Chiunque conosca anche solo vagamente la scena dei club inglesi—o anche solo la musica dance in generale—avrà già sentito parlare del Fabric, il labirintico ex mattatoio diventato la Mecca della musica dance. È il club dei club, un paradiso in cui lasciarti andare tra dubplate e drop, più che un locale da speed dating che serve alcolici e ti perquisisce all’entrata.


Keith Reilly (l’ultimo a destra), con gli altri fondatori e PR del Fabric

Questa settimana il locale festeggia il suo quindicesimo anniversario, ma dubito che tutti i patiti della drum ’n’ bass o gli smascellatori delle otto del mattino si rendano conto di quanto del suo successo sia legato alla storia, alla personalità e al carattere dell’uomo che sto intervistando oggi: il co-fondatore Keith Reilly.

Per raccontare la storia di questo personaggio bisogna ovviamente partire dal nome. I Reilly sono una delle famiglie più note nel mondo del crimine organizzato britannico: più conosciuta di loro c’è solo la famiglia degli Adams, nel nord di Londra—con cui per gran parte degli anni Ottanta si sono scontrati su e giù per Caledonian Road. Quando lo zio di Keith è stato arrestato, all’età di 65 anni, aveva con sé più di cinque chili di cocaina e, stando alle affermazioni dell’agente che gli ha messo le manette, “abbastanza armi automatiche da far la guerra ai Talebani.”

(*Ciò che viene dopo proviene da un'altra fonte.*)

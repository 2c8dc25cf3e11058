//! Route registry and URL template resolver.
//!
//! Every navigable screen of the back-office client is identified by a
//! [`Route`]. Each route carries a fixed URL template in which `/:name`
//! segments are positional placeholders. Using the enum keeps call sites
//! checked at compile time; callers that receive aliases as data (CLI
//! arguments, config) go through [`resolve_name`], which fails loudly on
//! an alias the registry does not know.

use std::fmt;

use thiserror::Error;
use tracing::warn;

/// Prefix under which every route requires an authenticated session.
pub const PROTECTED_PREFIX: &str = "/app";

/// Where an authenticated user lands when no better target is known.
pub const DEFAULT_LANDING: Route = Route::Operations;

/// Identifies each navigable screen of the back-office client.
#[derive(Debug, Clone, Copy, PartialEq, Eq, Hash)]
pub enum Route {
    Login,
    Operations,
    OperationNew,
    OperationDetails,
    OperationEdit,
    OperationDocument,
    Clients,
    ClientNew,
    ClientEdit,
    Carriers,
    CarrierNew,
    CarrierEdit,
    Agents,
    AgentNew,
    AgentEdit,
    Partners,
    PartnerNew,
    PartnerEdit,
}

impl Route {
    /// All routes in registry order.
    pub const ALL: [Route; 18] = [
        Self::Login,
        Self::Operations,
        Self::OperationNew,
        Self::OperationDetails,
        Self::OperationEdit,
        Self::OperationDocument,
        Self::Clients,
        Self::ClientNew,
        Self::ClientEdit,
        Self::Carriers,
        Self::CarrierNew,
        Self::CarrierEdit,
        Self::Agents,
        Self::AgentNew,
        Self::AgentEdit,
        Self::Partners,
        Self::PartnerNew,
        Self::PartnerEdit,
    ];

    /// The route's alias, as used by callers that address routes by name.
    pub fn name(self) -> &'static str {
        match self {
            Self::Login => "login",
            Self::Operations => "operations",
            Self::OperationNew => "operations-new",
            Self::OperationDetails => "operations-details",
            Self::OperationEdit => "operations-edit",
            Self::OperationDocument => "operations-document",
            Self::Clients => "clients",
            Self::ClientNew => "clients-new",
            Self::ClientEdit => "clients-edit",
            Self::Carriers => "carriers",
            Self::CarrierNew => "carriers-new",
            Self::CarrierEdit => "carriers-edit",
            Self::Agents => "agents",
            Self::AgentNew => "agents-new",
            Self::AgentEdit => "agents-edit",
            Self::Partners => "partners",
            Self::PartnerNew => "partners-new",
            Self::PartnerEdit => "partners-edit",
        }
    }

    /// The URL template. Segments starting with `:` are placeholders.
    pub fn template(self) -> &'static str {
        match self {
            Self::Login => "/auth/login",
            Self::Operations => "/app/operations",
            Self::OperationNew => "/app/operations/new",
            Self::OperationDetails => "/app/operations/:id",
            Self::OperationEdit => "/app/operations/:id/edit",
            Self::OperationDocument => "/app/operations/:id/documents/:documentId",
            Self::Clients => "/app/clients",
            Self::ClientNew => "/app/clients/new",
            Self::ClientEdit => "/app/clients/:id/edit",
            Self::Carriers => "/app/carriers",
            Self::CarrierNew => "/app/carriers/new",
            Self::CarrierEdit => "/app/carriers/:id/edit",
            Self::Agents => "/app/agents",
            Self::AgentNew => "/app/agents/new",
            Self::AgentEdit => "/app/agents/:id/edit",
            Self::Partners => "/app/partners",
            Self::PartnerNew => "/app/partners/new",
            Self::PartnerEdit => "/app/partners/:id/edit",
        }
    }

    /// Number of placeholders in the template.
    pub fn arity(self) -> usize {
        self.template()
            .split('/')
            .filter(|segment| segment.starts_with(':'))
            .count()
    }

    /// Route from an alias. Returns None for aliases the registry
    /// does not know.
    pub fn from_name(name: &str) -> Option<Self> {
        Self::ALL.iter().copied().find(|route| route.name() == name)
    }

    /// Whether this route requires an authenticated session.
    pub fn is_protected(self) -> bool {
        is_protected(self.template())
    }

    /// Resolve the template with positional parameters.
    ///
    /// Parameters fill placeholders left to right. Missing parameters
    /// leave their placeholder in the output verbatim and log a warning;
    /// excess parameters are ignored. Parameter values are spliced in
    /// unmodified.
    pub fn resolve(self, params: &[&str]) -> String {
        let required = self.arity();
        if params.len() < required {
            warn!(
                route = self.name(),
                supplied = ?params,
                required,
                "resolving route with missing parameters"
            );
        }
        substitute(self.template(), params)
    }
}

impl fmt::Display for Route {
    fn fmt(&self, f: &mut fmt::Formatter<'_>) -> fmt::Result {
        f.write_str(self.name())
    }
}

/// Errors from the alias-addressed registry surface.
#[derive(Debug, PartialEq, Eq, Error)]
pub enum RouteError {
    /// Alias not present in the registry. This is a wiring bug in the
    /// caller, never recoverable user input.
    #[error("unknown route alias '{0}'")]
    UnknownAlias(String),
}

/// Resolve a route addressed by alias.
pub fn resolve_name(name: &str, params: &[&str]) -> Result<String, RouteError> {
    let route = Route::from_name(name).ok_or_else(|| RouteError::UnknownAlias(name.to_owned()))?;
    Ok(route.resolve(params))
}

/// Segment-boundary test for the protected prefix: `/app` itself and
/// anything under `/app/` require authentication; `/application` does not.
pub fn is_protected(path: &str) -> bool {
    match path.strip_prefix(PROTECTED_PREFIX) {
        Some(rest) => rest.is_empty() || rest.starts_with('/') || rest.starts_with('?'),
        None => false,
    }
}

/// Splice positional parameters into a template, segment by segment.
fn substitute(template: &str, params: &[&str]) -> String {
    let mut supplied = params.iter();
    let mut out = String::with_capacity(template.len());
    for segment in template.split('/').skip(1) {
        out.push('/');
        if segment.starts_with(':') {
            match supplied.next() {
                Some(value) => out.push_str(value),
                None => out.push_str(segment),
            }
        } else {
            out.push_str(segment);
        }
    }
    out
}

#[cfg(test)]
mod tests {
    use super::*;

    #[test]
    fn static_routes_resolve_to_their_template() {
        assert_eq!(Route::Login.resolve(&[]), "/auth/login");
        assert_eq!(Route::Operations.resolve(&[]), "/app/operations");
        assert_eq!(Route::CarrierNew.resolve(&[]), "/app/carriers/new");
    }

    #[test]
    fn parameters_substitute_positionally() {
        assert_eq!(Route::OperationEdit.resolve(&["55"]), "/app/operations/55/edit");
        assert_eq!(
            Route::OperationDocument.resolve(&["55", "9"]),
            "/app/operations/55/documents/9"
        );
    }

    #[test]
    fn missing_parameters_leave_placeholders_verbatim() {
        assert_eq!(
            Route::OperationDocument.resolve(&["55"]),
            "/app/operations/55/documents/:documentId"
        );
        assert_eq!(Route::OperationEdit.resolve(&[]), "/app/operations/:id/edit");
    }

    #[test]
    fn excess_parameters_are_ignored() {
        assert_eq!(Route::Operations.resolve(&["55"]), "/app/operations");
        assert_eq!(Route::OperationEdit.resolve(&["55", "extra"]), "/app/operations/55/edit");
    }

    #[test]
    fn empty_parameter_values_are_spliced_as_given() {
        assert_eq!(Route::OperationEdit.resolve(&[""]), "/app/operations//edit");
    }

    #[test]
    fn resolve_name_rejects_unknown_aliases() {
        assert_eq!(
            resolve_name("operations-archive", &[]),
            Err(RouteError::UnknownAlias("operations-archive".to_owned()))
        );
        assert_eq!(resolve_name("operations", &[]).as_deref(), Ok("/app/operations"));
    }

    #[test]
    fn aliases_round_trip_through_from_name() {
        for route in Route::ALL {
            assert_eq!(Route::from_name(route.name()), Some(route));
        }
        assert_eq!(Route::from_name("no-such-route"), None);
    }

    #[test]
    fn templates_are_rooted_and_arity_matches() {
        for route in Route::ALL {
            assert!(route.template().starts_with('/'), "{route} template not rooted");
        }
        assert_eq!(Route::Operations.arity(), 0);
        assert_eq!(Route::OperationEdit.arity(), 1);
        assert_eq!(Route::OperationDocument.arity(), 2);
    }

    #[test]
    fn protected_prefix_respects_segment_boundaries() {
        assert!(is_protected("/app"));
        assert!(is_protected("/app/operations"));
        assert!(is_protected("/app/operations?page=2"));
        assert!(!is_protected("/application"));
        assert!(!is_protected("/auth/login"));
        assert!(!is_protected("/"));
        assert!(!is_protected(""));
    }

    #[test]
    fn login_is_the_only_public_route() {
        for route in Route::ALL {
            assert_eq!(route.is_protected(), route != Route::Login, "{route}");
        }
    }
}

Ma Keith insiste: nessuno dei suoi parenti più stretti è mai stato coinvolto in questo genere di attività. Suo padre aveva altri 14 fratelli e il numero di rapine a mano armata e di estorsioni che si potevano effettuare era limitato, perciò Keith è cresciuto nel mondo più o meno legale dei trasporti e della grande distribuzione. “È un aspetto importante,” mi dice, “perché avevo un sacco di magazzini vuoti a mia disposizione.”

Quindi Keith ha fatto quello che avrebbe fatto qualsiasi giovane ossessionato da David Bowie e dai Velvet Underground se ne avesse avuto la possibilità: ha iniziato a organizzare feste in quei magazzini.

“Quelle serate erano assolutamente folli, e garage. Non come la si intende in Inghilterra, ma nello spirito originale della musica garage… non c’erano regole! Mettevamo su qualsiasi cosa, da James Brown, a Fela Kuti, a Chaka Khan, agli Stones… Tutto illegale, ovvio, ma eravamo sul finire degli anni Settanta, prima ancora che nascesse la scena rave; anche se fossero riusciti a prenderci, la polizia non avrebbe saputo cosa fare.”

Ed è stato proprio lo spirito anarchico delle prime feste, alimentato dalla nascita dell’acid house, a ispirare Reilly a chiudere, nel 1992, la sua azienda di duplicazione di CD e vinili per aprire un locale. “È stata una reazione naturale a tutta la robaccia che c’era in giro a quei tempi,” mi dice. “La scena dance era degenerata, era diventata happy house o handbag house, o come cazzo la chiamavano loro. Era diventato tutto uno spacciare come imperdibili degli eventi mediocri: si pensava solo a mettere quanti più DJ possibile sui volantini e quante più fighe possibile al bancone… In pratica, una merda.”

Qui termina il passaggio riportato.